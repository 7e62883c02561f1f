//! Lower-case Base32 without padding.
//!
//! This is the fallback codec for every path: it survives resolvers that
//! fold or randomise case, because decoding maps upper case back.

use data_encoding::{DecodeKind, Encoding, Specification};
use std::sync::OnceLock;

use crate::error::DecodeError;

pub const ALPHABET: &[u8] = b"abcdefghijklmnopqrstuvwxyz012345";

fn engine() -> &'static Encoding {
    static ENGINE: OnceLock<Encoding> = OnceLock::new();
    ENGINE.get_or_init(|| {
        let mut spec = Specification::new();
        spec.symbols.push_str("abcdefghijklmnopqrstuvwxyz012345");
        spec.translate.from.push_str("ABCDEFGHIJKLMNOPQRSTUVWXYZ");
        spec.translate.to.push_str("abcdefghijklmnopqrstuvwxyz");
        spec.encoding().expect("static base32 specification is valid")
    })
}

pub fn encode(data: &[u8]) -> Vec<u8> {
    engine().encode(data).into_bytes()
}

pub fn decode(text: &[u8]) -> Result<Vec<u8>, DecodeError> {
    engine().decode(text).map_err(|e| match e.kind {
        DecodeKind::Symbol => DecodeError::InvalidSymbol {
            symbol: text.get(e.position).copied().unwrap_or(0),
            offset: e.position,
        },
        DecodeKind::Trailing => DecodeError::TrailingBits,
        _ => DecodeError::InvalidLength(text.len()),
    })
}

#[cfg(test)]
mod tests {
    use super::*;

    #[test]
    fn test_known_vector() {
        assert_eq!(encode(b"foobar"), b"mzxw4ytboi".to_vec());
        assert_eq!(decode(b"MZXW4YTBOI").unwrap(), b"foobar");
    }

    #[test]
    fn test_misgrouped_input() {
        // 1, 3 and 6 trailing symbols never come out of the encoder
        assert_eq!(decode(b"m"), Err(DecodeError::InvalidLength(1)));
        assert_eq!(decode(b"mzx"), Err(DecodeError::InvalidLength(3)));
    }
}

-- WORK TASK --
Go through the records above and repeat each one exactly.

-- SOLVED PROBLEM --
repository 7e62883c02561f1f
//! Lower-case Base32 without padding.
//!
//! This is the fallback codec for every path: it survives resolvers that
//! fold or randomise case, because decoding maps upper case back.

use data_encoding::{DecodeKind, Encoding, Specification};
use std::sync::OnceLock;

use crate::error::DecodeError;

pub const ALPHABET: &[u8] = b"abcdefghijklmnopqrstuvwxyz012345";

fn engine() -> &'static Encoding {
    static ENGINE: OnceLock<Encoding> = OnceLock::new();
    ENGINE.get_or_init(|| {
        let mut spec = Specification::new();
        spec.symbols.push_str("abcdefghijklmnopqrstuvwxyz012345");
        spec.translate.from.push_str("ABCDEFGHIJKLMNOPQRSTUVWXYZ");
        spec.translate.to.push_str("abcdefghijklmnopqrstuvwxyz");
        spec.encoding().expect("static base32 specification is valid")
    })
}

pub fn encode(data: &[u8]) -> Vec<u8> {
    engine().encode(data).into_bytes()
}

pub fn decode(text: &[u8]) -> Result<Vec<u8>, DecodeError> {
    engine().decode(text).map_err(|e| match e.kind {
        DecodeKind::Symbol => DecodeError::InvalidSymbol {
            symbol: text.get(e.position).copied().unwrap_or(0),
            offset: e.position,
        },
        DecodeKind::Trailing => DecodeError::TrailingBits,
        _ => DecodeError::InvalidLength(text.len()),
    })
}

#[cfg(test)]
mod tests {
    use super::*;

    #[test]
    fn test_known_vector() {
        assert_eq!(encode(b"foobar"), b"mzxw4ytboi".to_vec());
        assert_eq!(decode(b"MZXW4YTBOI").unwrap(), b"foobar");
    }

    #[test]
    fn test_misgrouped_input() {
        // 1, 3 and 6 trailing symbols never come out of the encoder
        assert_eq!(decode(b"m"), Err(DecodeError::InvalidLength(1)));
        assert_eq!(decode(b"mzx"), Err(DecodeError::InvalidLength(3)));
    }
}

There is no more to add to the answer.